WHAT TO DO. For the listing beneath, state how many lines contain the string "ProgressReporter". Give the number by itself.
(Beginning of RECORDS FOR PROCESSING)
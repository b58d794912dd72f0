//! LSP request handlers.
//!
//! This module wires handler submodules together.

mod diagnostics;
mod features;
mod initialize;
mod position;
mod sync;
mod translate;

pub use diagnostics::spawn_notification_pump;
pub use features::{code_action, hover, navigation, references};
pub use initialize::initialize;
pub use sync::{did_change, did_close, did_open};
//! Per-connection session state and lifecycle.
#![cfg_attr(not(test), deny(clippy::unwrap_used))]

use std::path::{Path, PathBuf};
use std::sync::atomic::{AtomicBool, AtomicU64, Ordering};
use std::sync::Arc;

use futures::future::BoxFuture;
use indexmap::IndexMap;
use parking_lot::Mutex;
use serde_json::{json, Value};
use tokio::sync::mpsc;
use tokio_util::sync::CancellationToken;
use tower_lsp::lsp_types::Url;
use tracing::{debug, info, warn};

use crate::config::GatewayConfig;
use crate::downstream::DownstreamSupervisor;
use crate::error::{GatewayError, Result};
use crate::install::InstallationCoordinator;
use crate::manifests::ManifestRegistry;
use crate::resources::Retrievers;
use crate::uris::WorkspaceRoots;

/// Process-wide wiring, computed before any session exists and torn
/// down after the last one.
pub struct GatewayOptions {
    pub http_client: reqwest::Client,
    pub downstream_command: Vec<String>,
    pub installer_command: Vec<String>,
    /// Parent directory for per-session temp directories.
    pub temp_parent: Option<PathBuf>,
    pub listen: Option<String>,
    session_counter: AtomicU64,
}

impl GatewayOptions {
    pub fn from_env() -> Self {
        Self {
            http_client: reqwest::Client::new(),
            downstream_command: env_command("TS_GATEWAY_TSSERVER").unwrap_or_else(|| {
                vec!["typescript-language-server".to_string(), "--stdio".to_string()]
            }),
            installer_command: env_command("TS_GATEWAY_INSTALLER")
                .unwrap_or_else(|| vec!["yarn".to_string()]),
            temp_parent: std::env::var_os("TS_GATEWAY_CACHE_DIR").map(PathBuf::from),
            listen: std::env::var("TS_GATEWAY_LISTEN").ok(),
            session_counter: AtomicU64::new(1),
        }
    }

    pub fn next_session_id(&self) -> u64 {
        self.session_counter.fetch_add(1, Ordering::Relaxed)
    }
}

fn env_command(name: &str) -> Option<Vec<String>> {
    let raw = std::env::var(name).ok()?;
    let parts: Vec<String> = raw.split_whitespace().map(str::to_owned).collect();
    if parts.is_empty() {
        None
    } else {
        Some(parts)
    }
}

/// The last parameters sent downstream for an open document; replayed
/// verbatim after a supervisor restart.
#[derive(Debug, Clone)]
pub struct OpenDocument {
    pub language_id: String,
    pub version: i32,
    pub text: String,
}

type DisposeFn = Box<dyn FnOnce() -> BoxFuture<'static, ()> + Send>;

/// Ordered cleanup registry; disposal pops in reverse insertion order,
/// awaiting each entry.
#[derive(Default)]
pub struct Disposables {
    stack: Mutex<Vec<(&'static str, DisposeFn)>>,
}

impl Disposables {
    pub fn push(&self, name: &'static str, dispose: DisposeFn) {
        self.stack.lock().push((name, dispose));
    }

    pub async fn run(&self) {
        let mut stack = std::mem::take(&mut *self.stack.lock());
        while let Some((name, dispose)) = stack.pop() {
            debug!("disposing {name}");
            dispose().await;
        }
    }
}

/// One client connection's worth of state. Everything hangs off this;
/// there is no process-global mutable state in the core.
pub struct Session {
    pub id: u64,
    pub roots: WorkspaceRoots,
    pub config: GatewayConfig,
    pub registry: ManifestRegistry,
    pub retrievers: Retrievers,
    pub installs: InstallationCoordinator,
    pub supervisor: Arc<DownstreamSupervisor>,
    /// Insertion-ordered replay log; written before each `didOpen` goes
    /// downstream.
    pub open_documents: tokio::sync::Mutex<IndexMap<Url, OpenDocument>>,
    pub cancel: CancellationToken,
    /// The per-session temp directory root (`repo/`, `cache/`,
    /// `global/`, `tsserver_cache/` live under it).
    pub temp_root: PathBuf,
    /// Instance used for external-repo URI construction.
    pub instance: Url,
    pub disposables: Disposables,
    disposed: AtomicBool,
}

impl Session {
    #[allow(clippy::too_many_arguments)]
    pub fn new(
        id: u64,
        roots: WorkspaceRoots,
        config: GatewayConfig,
        registry: ManifestRegistry,
        retrievers: Retrievers,
        installs: InstallationCoordinator,
        supervisor: Arc<DownstreamSupervisor>,
        cancel: CancellationToken,
        temp_root: PathBuf,
        instance: Url,
    ) -> Self {
        Self {
            id,
            roots,
            config,
            registry,
            retrievers,
            installs,
            supervisor,
            open_documents: tokio::sync::Mutex::new(IndexMap::new()),
            cancel,
            temp_root,
            instance,
            disposables: Disposables::default(),
            disposed: AtomicBool::new(false),
        }
    }

    /// Token for one request; cancelled with the session.
    pub fn request_token(&self) -> CancellationToken {
        self.cancel.child_token()
    }

    pub fn access_token(&self) -> Option<&str> {
        self.config.access_token.as_deref()
    }

    /// Records the document and sends `didOpen`, exactly once per file
    /// URI. The log entry is written before the notification goes out.
    pub async fn open_document(&self, uri: Url, doc: OpenDocument) -> Result<()> {
        let mut docs = self.open_documents.lock().await;
        if docs.contains_key(&uri) {
            return Ok(());
        }
        let params = did_open_params(&uri, &doc);
        docs.insert(uri, doc);
        self.supervisor
            .notify("textDocument/didOpen", params)
            .await
    }

    /// Opens a workspace file downstream if it is not already open,
    /// reading its text from the extraction.
    pub async fn ensure_open(&self, file_uri: &Url) -> Result<()> {
        {
            let docs = self.open_documents.lock().await;
            if docs.contains_key(file_uri) {
                return Ok(());
            }
        }
        let path = self.roots.file_uri_to_path(file_uri)?;
        let text = match tokio::fs::read_to_string(&path).await {
            Ok(text) => text,
            Err(err) if err.kind() == std::io::ErrorKind::NotFound => {
                return Err(GatewayError::not_found(file_uri.to_string()));
            }
            Err(err) => return Err(anyhow::Error::new(err).into()),
        };
        self.open_document(
            file_uri.clone(),
            OpenDocument {
                language_id: language_id_for(&path).to_string(),
                version: 0,
                text,
            },
        )
        .await
    }

    /// Full-sync content update; keeps the replay log coherent.
    pub async fn update_open_document(&self, uri: &Url, version: i32, text: Option<String>) {
        let mut docs = self.open_documents.lock().await;
        if let Some(doc) = docs.get_mut(uri) {
            doc.version = version;
            if let Some(text) = text {
                doc.text = text;
            }
        }
    }

    pub async fn close_document(&self, uri: &Url) {
        self.open_documents.lock().await.shift_remove(uri);
    }

    /// `didOpen` params for every open document, in insertion order.
    pub async fn open_documents_replay(&self) -> Vec<Value> {
        let docs = self.open_documents.lock().await;
        docs.iter()
            .map(|(uri, doc)| did_open_params(uri, doc))
            .collect()
    }

    /// Cancels everything in flight and runs the disposables in reverse
    /// insertion order; the temp directory goes last.
    pub async fn dispose(&self) {
        if self.disposed.swap(true, Ordering::SeqCst) {
            return;
        }
        info!(session = self.id, "disposing session");
        self.cancel.cancel();
        self.disposables.run().await;
    }
}

pub fn did_open_params(uri: &Url, doc: &OpenDocument) -> Value {
    json!({
        "textDocument": {
            "uri": uri,
            "languageId": doc.language_id,
            "version": doc.version,
            "text": doc.text,
        }
    })
}

pub fn language_id_for(path: &Path) -> &'static str {
    match path.extension().and_then(|ext| ext.to_str()) {
        Some("ts") => "typescript",
        Some("tsx") => "typescriptreact",
        Some("js") => "javascript",
        Some("jsx") => "javascriptreact",
        Some("json") => "json",
        _ => "typescript",
    }
}

/// Listens for restart requests from the installation coordinator and
/// replays the open-document log into the fresh downstream.
pub fn spawn_restart_listener(
    session: &Arc<Session>,
    mut restart_rx: mpsc::UnboundedReceiver<()>,
) -> tokio::task::JoinHandle<()> {
    let session = Arc::clone(session);
    tokio::spawn(async move {
        loop {
            tokio::select! {
                () = session.cancel.cancelled() => break,
                request = restart_rx.recv() => {
                    if request.is_none() {
                        break;
                    }
                    // Collapse a burst of install completions into one
                    // restart.
                    while restart_rx.try_recv().is_ok() {}
                    let replay = session.open_documents_replay().await;
                    match session.supervisor.restart(replay, &session.cancel).await {
                        Ok(_) => {}
                        Err(GatewayError::FatalSpawn(message)) => {
                            warn!(session = session.id, "downstream respawn failed, closing session: {message}");
                            session.cancel.cancel();
                            break;
                        }
                        Err(err) if err.is_cancelled() => break,
                        Err(err) => warn!(session = session.id, "downstream restart failed: {err}"),
                    }
                }
            }
        }
    })
}

#[cfg(test)]
mod tests {
    use super::*;
    use futures::FutureExt;

    #[tokio::test]
    async fn disposables_run_in_reverse_insertion_order() {
        let order = Arc::new(Mutex::new(Vec::new()));
        let disposables = Disposables::default();
        for name in ["temp-dir", "supervisor", "notification-pump"] {
            let order = Arc::clone(&order);
            disposables.push(
                name,
                Box::new(move || {
                    async move {
                        order.lock().push(name);
                    }
                    .boxed()
                }),
            );
        }
        disposables.run().await;
        assert_eq!(
            *order.lock(),
            vec!["notification-pump", "supervisor", "temp-dir"]
        );
        // A second run is a no-op.
        disposables.run().await;
        assert_eq!(order.lock().len(), 3);
    }

    #[test]
    fn language_ids_follow_extensions() {
        assert_eq!(language_id_for(Path::new("/a/b.ts")), "typescript");
        assert_eq!(language_id_for(Path::new("/a/b.d.ts")), "typescript");
        assert_eq!(language_id_for(Path::new("/a/b.tsx")), "typescriptreact");
        assert_eq!(language_id_for(Path::new("/a/b.jsx")), "javascriptreact");
        assert_eq!(language_id_for(Path::new("/a/package.json")), "json");
    }

    #[test]
    fn did_open_params_carry_the_stored_version() {
        let uri = Url::parse("file:///tmp/s/repo/a.ts").unwrap();
        let doc = OpenDocument {
            language_id: "typescript".to_string(),
            version: 42,
            text: "export {}".to_string(),
        };
        let params = did_open_params(&uri, &doc);
        assert_eq!(params["textDocument"]["version"], 42);
        assert_eq!(params["textDocument"]["uri"], "file:///tmp/s/repo/a.ts");
    }
}
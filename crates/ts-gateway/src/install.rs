//! Lazy, single-flight dependency installation.
//!
//! Each manifest directory gets at most one installation attempt per
//! session; concurrent callers share the same future. Failures are
//! terminal and logged, never propagated into the request that
//! triggered them.

use std::path::PathBuf;
use std::sync::Arc;

use anyhow::Context;
use futures::future::{BoxFuture, FutureExt, Shared};
use parking_lot::Mutex;
use reqwest::StatusCode;
use rustc_hash::FxHashMap;
use serde_json::Value;
use tokio::sync::mpsc;
use tokio_util::sync::CancellationToken;
use tower_lsp::lsp_types::Url;
use tracing::{debug, warn};

use crate::error::{throw_if_cancelled, GatewayError, Result};
use crate::manifests::ManifestEntry;
use crate::tsconfig;

#[derive(Debug, Clone, Copy, PartialEq, Eq)]
pub enum InstallOutcome {
    Completed,
    Failed,
}

pub type SharedInstall = Shared<BoxFuture<'static, InstallOutcome>>;

#[derive(Debug, Clone)]
pub struct InstallRequest {
    pub manifest_dir: PathBuf,
    pub global_dir: PathBuf,
    pub cache_dir: PathBuf,
    pub npmrc_path: Option<PathBuf>,
}

/// The dependency installer is an external collaborator; the gateway
/// only needs isolation directories and a registry config honored.
#[tower_lsp::async_trait]
pub trait DependencyInstaller: Send + Sync {
    async fn install(
        &self,
        request: &InstallRequest,
        cancel: &CancellationToken,
    ) -> anyhow::Result<()>;
}

/// Runs the configured package-manager command in the manifest
/// directory.
pub struct ProcessInstaller {
    command: Vec<String>,
}

impl ProcessInstaller {
    pub fn new(command: Vec<String>) -> Self {
        let command = if command.is_empty() {
            vec!["yarn".to_string()]
        } else {
            command
        };
        Self { command }
    }
}

impl Default for ProcessInstaller {
    fn default() -> Self {
        Self::new(vec!["yarn".to_string()])
    }
}

#[tower_lsp::async_trait]
impl DependencyInstaller for ProcessInstaller {
    async fn install(
        &self,
        request: &InstallRequest,
        cancel: &CancellationToken,
    ) -> anyhow::Result<()> {
        let mut command = tokio::process::Command::new(&self.command[0]);
        command.args(&self.command[1..]);
        command
            .arg("install")
            .arg("--ignore-scripts")
            .arg("--ignore-engines")
            .arg("--non-interactive")
            .arg("--no-progress")
            .arg("--cache-folder")
            .arg(&request.cache_dir)
            .arg("--global-folder")
            .arg(&request.global_dir)
            .current_dir(&request.manifest_dir)
            .stdout(std::process::Stdio::null())
            .stderr(std::process::Stdio::piped())
            .kill_on_drop(true);
        if let Some(npmrc) = &request.npmrc_path {
            command.env("NPM_CONFIG_USERCONFIG", npmrc);
        }

        let child = command
            .spawn()
            .with_context(|| format!("spawning {}", self.command.join(" ")))?;
        let output = tokio::select! {
            output = child.wait_with_output() => output.context("waiting for installer")?,
            () = cancel.cancelled() => anyhow::bail!("installation cancelled"),
        };
        if !output.status.success() {
            let stderr = String::from_utf8_lossy(&output.stderr);
            anyhow::bail!(
                "installer exited with {}: {}",
                output.status,
                stderr.trim_end()
            );
        }
        Ok(())
    }
}
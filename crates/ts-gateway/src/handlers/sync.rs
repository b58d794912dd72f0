//! Document synchronization from the client.
//!
//! The gateway keeps the last parameters sent downstream for every open
//! document; that log is replayed verbatim after a supervisor restart.

use std::sync::Arc;

use serde_json::json;
use tower_lsp::lsp_types::{
    DidChangeTextDocumentParams, DidCloseTextDocumentParams, DidOpenTextDocumentParams,
};

use crate::error::Result;
use crate::session::{OpenDocument, Session};

pub async fn did_open(session: &Arc<Session>, params: DidOpenTextDocumentParams) -> Result<()> {
    let file_uri = session.roots.http_to_file(&params.text_document.uri)?;
    session
        .open_document(
            file_uri,
            OpenDocument {
                language_id: params.text_document.language_id,
                version: params.text_document.version,
                text: params.text_document.text,
            },
        )
        .await
}

pub async fn did_change(session: &Arc<Session>, params: DidChangeTextDocumentParams) -> Result<()> {
    let file_uri = session.roots.http_to_file(&params.text_document.uri)?;
    // Full-sync clients put the whole document in the last change.
    let full_text = params
        .content_changes
        .iter()
        .rev()
        .find(|change| change.range.is_none())
        .map(|change| change.text.clone());
    session
        .update_open_document(&file_uri, params.text_document.version, full_text)
        .await;
    session
        .supervisor
        .notify(
            "textDocument/didChange",
            json!({
                "textDocument": { "uri": file_uri, "version": params.text_document.version },
                "contentChanges": params.content_changes,
            }),
        )
        .await
}

pub async fn did_close(session: &Arc<Session>, params: DidCloseTextDocumentParams) -> Result<()> {
    let file_uri = session.roots.http_to_file(&params.text_document.uri)?;
    session.close_document(&file_uri).await;
    session
        .supervisor
        .notify(
            "textDocument/didClose",
            json!({ "textDocument": { "uri": file_uri } }),
        )
        .await
}

#[cfg(test)]
mod tests {
    use super::*;
    use crate::test_support::fixture;
    use tower_lsp::lsp_types::{TextDocumentItem, Url, VersionedTextDocumentIdentifier};

    #[tokio::test]
    async fn open_documents_are_logged_with_file_uris_in_order() {
        let fx = fixture(|_repo| {}, &[]);
        for (name, version) in [("a.ts", 3), ("b.ts", 8)] {
            let params = DidOpenTextDocumentParams {
                text_document: TextDocumentItem {
                    uri: Url::parse(&format!("https://h/repo@abc/-/raw/{name}")).unwrap(),
                    language_id: "typescript".to_string(),
                    version,
                    text: format!("// {name}"),
                },
            };
            // The downstream is not running in this fixture; the log
            // write happens before the notify either way.
            let _ = did_open(&fx.session, params).await;
        }

        let replay = fx.session.open_documents_replay().await;
        assert_eq!(replay.len(), 2);
        assert!(replay[0]["textDocument"]["uri"]
            .as_str()
            .unwrap()
            .ends_with("repo/a.ts"));
        assert_eq!(replay[0]["textDocument"]["version"], 3);
        assert!(replay[1]["textDocument"]["uri"]
            .as_str()
            .unwrap()
            .ends_with("repo/b.ts"));
        assert_eq!(replay[1]["textDocument"]["version"], 8);
    }

    #[tokio::test]
    async fn change_and_close_keep_the_replay_log_coherent() {
        let fx = fixture(|_repo| {}, &[]);
        let open = DidOpenTextDocumentParams {
            text_document: TextDocumentItem {
                uri: Url::parse("https://h/repo@abc/-/raw/a.ts").unwrap(),
                language_id: "typescript".to_string(),
                version: 1,
                text: "old".to_string(),
            },
        };
        let _ = did_open(&fx.session, open).await;

        let change = DidChangeTextDocumentParams {
            text_document: VersionedTextDocumentIdentifier {
                uri: Url::parse("https://h/repo@abc/-/raw/a.ts").unwrap(),
                version: 2,
            },
            content_changes: vec![tower_lsp::lsp_types::TextDocumentContentChangeEvent {
                range: None,
                range_length: None,
                text: "new".to_string(),
            }],
        };
        let _ = did_change(&fx.session, change).await;
        let replay = fx.session.open_documents_replay().await;
        assert_eq!(replay[0]["textDocument"]["version"], 2);
        assert_eq!(replay[0]["textDocument"]["text"], "new");

        let close = DidCloseTextDocumentParams {
            text_document: tower_lsp::lsp_types::TextDocumentIdentifier {
                uri: Url::parse("https://h/repo@abc/-/raw/a.ts").unwrap(),
            },
        };
        let _ = did_close(&fx.session, close).await;
        assert!(fx.session.open_documents_replay().await.is_empty());
    }

    #[tokio::test]
    async fn foreign_roots_are_rejected() {
        let fx = fixture(|_repo| {}, &[]);
        let params = DidOpenTextDocumentParams {
            text_document: TextDocumentItem {
                uri: Url::parse("https://elsewhere/other/-/raw/a.ts").unwrap(),
                language_id: "typescript".to_string(),
                version: 1,
                text: String::new(),
            },
        };
        assert!(did_open(&fx.session, params).await.is_err());
    }
}
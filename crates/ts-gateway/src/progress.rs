//! Work-done progress reporting toward the client.

use tower_lsp::lsp_types::request::WorkDoneProgressCreate;
use tower_lsp::lsp_types::{
    notification::Progress, ProgressParams, ProgressParamsValue, ProgressToken, WorkDoneProgress,
    WorkDoneProgressBegin, WorkDoneProgressCreateParams, WorkDoneProgressEnd,
    WorkDoneProgressReport,
};
use tower_lsp::Client;

/// Server-initiated progress stream. Constructed disabled when the
/// client lacks the capability or the session turned progress off;
/// every method is then a no-op.
pub struct ProgressReporter {
    client: Option<Client>,
    token: ProgressToken,
}

impl ProgressReporter {
    pub fn new(client: Client, enabled: bool, label: &str) -> Self {
        Self {
            client: enabled.then_some(client),
            token: ProgressToken::String(format!("ts-gateway/{label}")),
        }
    }

    pub async fn begin(&self, title: &str) {
        let Some(client) = &self.client else {
            return;
        };
        let _ = client
            .send_request::<WorkDoneProgressCreate>(WorkDoneProgressCreateParams {
                token: self.token.clone(),
            })
            .await;
        self.send(
            client,
            WorkDoneProgress::Begin(WorkDoneProgressBegin {
                title: title.to_string(),
                cancellable: Some(false),
                message: None,
                percentage: None,
            }),
        )
        .await;
    }

    pub async fn percent(&self, percentage: u32, message: Option<String>) {
        let Some(client) = &self.client else {
            return;
        };
        self.send(
            client,
            WorkDoneProgress::Report(WorkDoneProgressReport {
                cancellable: Some(false),
                message,
                percentage: Some(percentage),
            }),
        )
        .await;
    }

    pub async fn end(&self, message: Option<String>) {
        let Some(client) = &self.client else {
            return;
        };
        self.send(
            client,
            WorkDoneProgress::End(WorkDoneProgressEnd { message }),
        )
        .await;
    }

    async fn send(&self, client: &Client, value: WorkDoneProgress) {
        client
            .send_notification::<Progress>(ProgressParams {
                token: self.token.clone(),
                value: ProgressParamsValue::WorkDone(value),
            })
            .await;
    }
}

impl std::fmt::Debug for ProgressReporter {
    fn fmt(&self, f: &mut std::fmt::Formatter<'_>) -> std::fmt::Result {
        let token = match &self.token {
            ProgressToken::String(token) => token.clone(),
            ProgressToken::Number(n) => n.to_string(),
        };
        f.debug_struct("ProgressReporter")
            .field("enabled", &self.client.is_some())
            .field("token", &token)
            .finish()
    }
}
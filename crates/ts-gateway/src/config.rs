//! Session configuration lifted from `initializationOptions.configuration`.

use serde_json::Value;
use tower_lsp::lsp_types::Url;
use tracing::warn;

/// Per-session settings. Everything is optional on the wire; missing or
/// malformed values fall back to the documented defaults with a warning,
/// the rest of the session continues.
#[derive(Debug, Clone)]
pub struct GatewayConfig {
    /// `typescript.diagnostics.enable`: forward downstream diagnostics
    /// to the client.
    pub diagnostics_enable: bool,
    /// `typescript.progress`: emit progress notifications. `None`
    /// follows the client capability.
    pub progress: Option<bool>,
    /// `typescript.restartAfterDependencyInstallation`.
    pub restart_after_install: bool,
    /// `typescript.npmrc`: registry config handed to the installer.
    pub npmrc: Option<serde_json::Map<String, Value>>,
    /// `typescript.sourcegraphUrl`: instance used for external-repo
    /// URI rewriting.
    pub sourcegraph_url: Option<Url>,
    /// `typescript.accessToken`: bearer carried in the userinfo of
    /// produced external-repo URIs.
    pub access_token: Option<String>,
}

impl Default for GatewayConfig {
    fn default() -> Self {
        Self {
            diagnostics_enable: false,
            progress: None,
            restart_after_install: true,
            npmrc: None,
            sourcegraph_url: None,
            access_token: None,
        }
    }
}

impl GatewayConfig {
    /// Lifts the `configuration` object out of `initializationOptions`.
    pub fn from_initialization_options(options: Option<&Value>) -> Self {
        let Some(config) = options.and_then(|opts| opts.get("configuration")) else {
            return Self::default();
        };
        Self::from_configuration(config)
    }

    pub fn from_configuration(config: &Value) -> Self {
        let mut result = Self::default();
        if !config.is_object() {
            warn!("initializationOptions.configuration is not an object; using defaults");
            return result;
        }

        if let Some(enable) = lookup(config, "typescript.diagnostics.enable") {
            result.diagnostics_enable = as_bool(enable, "typescript.diagnostics.enable")
                .unwrap_or(result.diagnostics_enable);
        }
        if let Some(progress) = lookup(config, "typescript.progress") {
            result.progress = as_bool(progress, "typescript.progress");
        }
        if let Some(restart) = lookup(config, "typescript.restartAfterDependencyInstallation") {
            result.restart_after_install =
                as_bool(restart, "typescript.restartAfterDependencyInstallation")
                    .unwrap_or(result.restart_after_install);
        }
        if let Some(npmrc) = lookup(config, "typescript.npmrc") {
            match npmrc {
                Value::Object(map) => result.npmrc = Some(map.clone()),
                other => warn!("typescript.npmrc is not an object: {other}"),
            }
        }
        if let Some(url) = lookup(config, "typescript.sourcegraphUrl") {
            result.sourcegraph_url = url
                .as_str()
                .and_then(|raw| match Url::parse(raw) {
                    Ok(url) => Some(url),
                    Err(err) => {
                        warn!("typescript.sourcegraphUrl is not a valid URL: {err}");
                        None
                    }
                });
        }
        if let Some(token) = lookup(config, "typescript.accessToken") {
            result.access_token = token.as_str().map(str::to_owned);
        }

        result
    }

    /// Serializes the npmrc object into `key=value` lines for the file
    /// handed to the installer.
    pub fn npmrc_contents(&self) -> Option<String> {
        let map = self.npmrc.as_ref()?;
        let mut out = String::new();
        for (key, value) in map {
            let rendered = match value {
                Value::String(s) => s.clone(),
                other => other.to_string(),
            };
            out.push_str(key);
            out.push('=');
            out.push_str(&rendered);
            out.push('\n');
        }
        Some(out)
    }
}

/// Settings objects arrive either with literal dotted keys or as nested
/// objects; accept both.
fn lookup<'a>(config: &'a Value, dotted: &str) -> Option<&'a Value> {
    if let Some(value) = config.get(dotted) {
        return Some(value);
    }
    let mut current = config;
    for part in dotted.split('.') {
        current = current.get(part)?;
    }
    Some(current)
}

fn as_bool(value: &Value, key: &str) -> Option<bool> {
    match value.as_bool() {
        Some(flag) => Some(flag),
        None => {
            warn!("{key} is not a boolean: {value}");
            None
        }
    }
}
(End of RECORDS FOR PROCESSING)
WORKED SOLUTION. 4